Governadores mandam duro recado à Lula em evento da Confederação Israelita

Na noite de sábado (9/11), um encontro de peso reuniu parte dos principais nomes da direita brasileira em São Paulo, na tradicional Hebraica, durante um evento promovido pela Confederação Israelita do Brasil (Conib). O clima, como era de se esperar, misturou política, segurança pública e geopolítica internacional.
Entre os presentes estavam os governadores Tarcísio de Freitas (Republicanos – SP), Cláudio Castro (PL – RJ), Ronaldo Caiado (União – GO) e Eduardo Leite (PSD – RS), além do prefeito da capital paulista, Ricardo Nunes (MDB). Todos, à sua maneira, aproveitaram o palanque para tecer críticas ao governo Lula (PT) e elogiar a megaoperação policial no Rio de Janeiro, que resultou na morte de 121 pessoas — uma ação que ainda divide opiniões no país.
Aplausos e discursos inflamados
O governador do Rio, Cláudio Castro, foi o mais aplaudido da noite. Ovacionado pelo público, ele defendeu com veemência a operação que, segundo ele, marcou “o início de um movimento”. Em tom de desabafo, afirmou:
“O que aconteceu no Rio não foi apenas uma operação. Foi o início de um movimento. Um movimento onde os cidadãos do estado, e do Brasil todo, não aguentam mais.”

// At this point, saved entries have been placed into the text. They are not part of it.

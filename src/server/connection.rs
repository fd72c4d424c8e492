//! Connection Handler
//!
//! Drives one client connection: read a request, dispatch it to the engine,
//! write the response, repeat.

use std::sync::Arc;

use bytes::{Buf, BytesMut};
use tokio::io::{AsyncRead, AsyncReadExt, AsyncWrite, AsyncWriteExt};
use tracing::{debug, warn};

use crate::cache::CacheEngine;
use crate::error::Result;
use crate::protocol::{ParseError, Request, Response};

const READ_BUFFER_CAPACITY: usize = 4 * 1024;

/// Per-connection request loop.
///
/// Generic over the transport so tests can drive it with an in-memory stream.
pub struct Connection<S> {
    stream: S,
    engine: Arc<CacheEngine>,
    read_buf: BytesMut,
    write_buf: BytesMut,
    /// Payload bytes of a rejected SET still to be skipped
    discard: usize,
}

impl<S> Connection<S>
where
    S: AsyncRead + AsyncWrite + Unpin,
{
    pub fn new(stream: S, engine: Arc<CacheEngine>) -> Self {
        Self {
            stream,
            engine,
            read_buf: BytesMut::with_capacity(READ_BUFFER_CAPACITY),
            write_buf: BytesMut::with_capacity(READ_BUFFER_CAPACITY),
            discard: 0,
        }
    }

    /// Serves requests until the peer disconnects.
    ///
    /// Malformed requests get an `ERR` response and the loop continues. An
    /// I/O failure ends the connection with an error; unframeable input ends
    /// it after reporting the problem to the peer.
    pub async fn run(&mut self) -> Result<()> {
        let max_value_length = self.engine.max_value_length();

        loop {
            if self.discard > 0 {
                let skip = self.discard.min(self.read_buf.len());
                self.read_buf.advance(skip);
                self.discard -= skip;
            }

            if self.discard == 0 && !self.read_buf.is_empty() {
                match Request::parse(&self.read_buf, max_value_length) {
                    Ok((request, consumed)) => {
                        self.read_buf.advance(consumed);
                        let response = self.dispatch(request).await;
                        self.write_response(&response).await?;
                        continue;
                    }
                    Err(ParseError::Incomplete) => {}
                    Err(ParseError::Rejected {
                        error,
                        consumed,
                        discard,
                    }) => {
                        debug!(%error, "rejected request");
                        self.read_buf.advance(consumed);
                        self.discard = discard;
                        self.write_response(&Response::Error(error.to_string()))
                            .await?;
                        continue;
                    }
                    Err(ParseError::Fatal(message)) => {
                        warn!(%message, "closing connection on unframeable input");
                        self.write_response(&Response::Error(message)).await?;
                        return Ok(());
                    }
                }
            }

            if self.stream.read_buf(&mut self.read_buf).await? == 0 {
                if !self.read_buf.is_empty() || self.discard > 0 {
                    debug!("peer closed connection mid-request");
                }
                return Ok(());
            }
        }
    }

    async fn dispatch(&self, request: Request) -> Response {
        match request {
            Request::Set { key, value, ttl } => match self.engine.set(key, value, ttl).await {
                Ok(()) => Response::Ok,
                Err(error) => Response::Error(error.to_string()),
            },
            Request::Get { key } => match self.engine.get(&key).await {
                Some(value) => Response::Value(value),
                None => Response::NotFound,
            },
            Request::Has { key } => {
                if self.engine.has(&key).await {
                    Response::Exists
                } else {
                    Response::NotFound
                }
            }
            Request::Delete { key } => {
                self.engine.delete(&key).await;
                Response::Ok
            }
        }
    }

    async fn write_response(&mut self, response: &Response) -> Result<()> {
        self.write_buf.clear();
        response.encode(&mut self.write_buf);
        self.stream.write_all(&self.write_buf).await?;
        self.stream.flush().await?;
        Ok(())
    }
}
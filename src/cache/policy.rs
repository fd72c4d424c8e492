//! Eviction Policy Module
//!
//! Capability interface shared by every eviction strategy, plus the closed set
//! of strategies selectable from configuration.

use std::fmt;

use serde::{Deserialize, Serialize};

use crate::cache::LruPolicy;

// == Eviction Policy ==
/// Decides which key leaves a partition when it is full.
///
/// An instance orders exactly one partition's key set. The partition keeps the
/// policy and its entry map in step, so every admitted key is also stored.
pub trait EvictionPolicy: Send + Sync + fmt::Debug {
    /// Marks `key` as just accessed. No-op for keys never admitted.
    fn touch(&mut self, key: &str);

    /// Starts tracking a new key as the most recently used one.
    ///
    /// When the policy is already at capacity it stops tracking a victim and
    /// returns it; the caller must drop the victim's entry.
    fn admit(&mut self, key: String) -> Option<String>;

    /// Stops tracking a deleted or expired key. No-op for unknown keys.
    fn remove(&mut self, key: &str);

    /// Number of tracked keys.
    fn len(&self) -> usize;

    /// Maximum number of keys tracked before admission evicts.
    fn capacity(&self) -> usize;

    /// Whether `key` is currently tracked.
    fn contains(&self, key: &str) -> bool;

    fn is_empty(&self) -> bool {
        self.len() == 0
    }
}

// == Policy Kind ==
/// Eviction strategies selectable by name in the configuration file.
#[derive(Debug, Clone, Copy, PartialEq, Eq, Default, Serialize, Deserialize)]
#[serde(rename_all = "lowercase")]
pub enum PolicyKind {
    /// Least recently used
    #[default]
    Lru,
}

impl PolicyKind {
    /// Creates a policy instance sized to one partition.
    pub fn build(self, capacity: usize) -> Box<dyn EvictionPolicy> {
        match self {
            PolicyKind::Lru => Box::new(LruPolicy::new(capacity)),
        }
    }
}

impl fmt::Display for PolicyKind {
    fn fmt(&self, f: &mut fmt::Formatter<'_>) -> fmt::Result {
        match self {
            PolicyKind::Lru => write!(f, "lru"),
        }
    }
}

Castro recebeu o apoio dos colegas e virou símbolo da resposta “firme” da direita à escalada da violência no país. Ronaldo Caiado, por sua vez, chamou a ação de “um sucesso sem precedentes”. “Nenhum civil foi atingido, o que é algo raríssimo em operações desse porte”, destacou o governador goiano, que também aproveitou os holofotes para atacar o governo federal. “O governo Lula é conivente com o narcotráfico”, disparou.
Tensão com a comunidade judaica
O evento ocorreu em um momento de forte tensão entre o presidente Lula e parte da comunidade judaica brasileira. O petista voltou a ser alvo de críticas depois de ter acusado Israel de cometer genocídio em Gaza, durante o conflito com o Hamas — declaração que gerou repercussões internacionais.
Em contrapartida, a direita brasileira, assim como diversas lideranças conservadoras no exterior, mantém apoio incondicional a Israel, transformando o tema em uma de suas bandeiras ideológicas.
O governador Tarcísio de Freitas reforçou esse posicionamento durante seu discurso. Ele criticou duramente a saída do Brasil da Aliança Internacional para a Memória do Holocausto, da qual o país fazia parte desde 2021, quando o então presidente Jair Bolsonaro havia promovido a adesão. “Não é apenas um erro diplomático, é um erro moral. O Brasil sempre teve lado na história — e esse lado é o da verdade e da liberdade”, afirmou.
Bastidores e segurança pública
Mais cedo, antes do evento, Castro se reuniu com Tarcísio para discutir temas relacionados à segurança pública. Segundo apuração da coluna de Igor Gadelha, do Metrópoles, os dois governadores defenderam maior cooperação entre Rio e São Paulo no combate ao crime organizado, especialmente nas fronteiras entre os estados.
Nos bastidores, aliados veem a aproximação como um ensaio de unidade entre os governadores da direita, que buscam fortalecer o discurso da lei e da ordem diante do avanço da criminalidade.
Ao final do encontro, o tom era de alinhamento político. Mesmo com diferenças pontuais, os discursos convergiram em torno de uma ideia comum: fazer frente ao governo Lula e reforçar a narrativa de que a direita, nas palavras de um dos presentes, “ainda é quem fala a língua do cidadão comum”.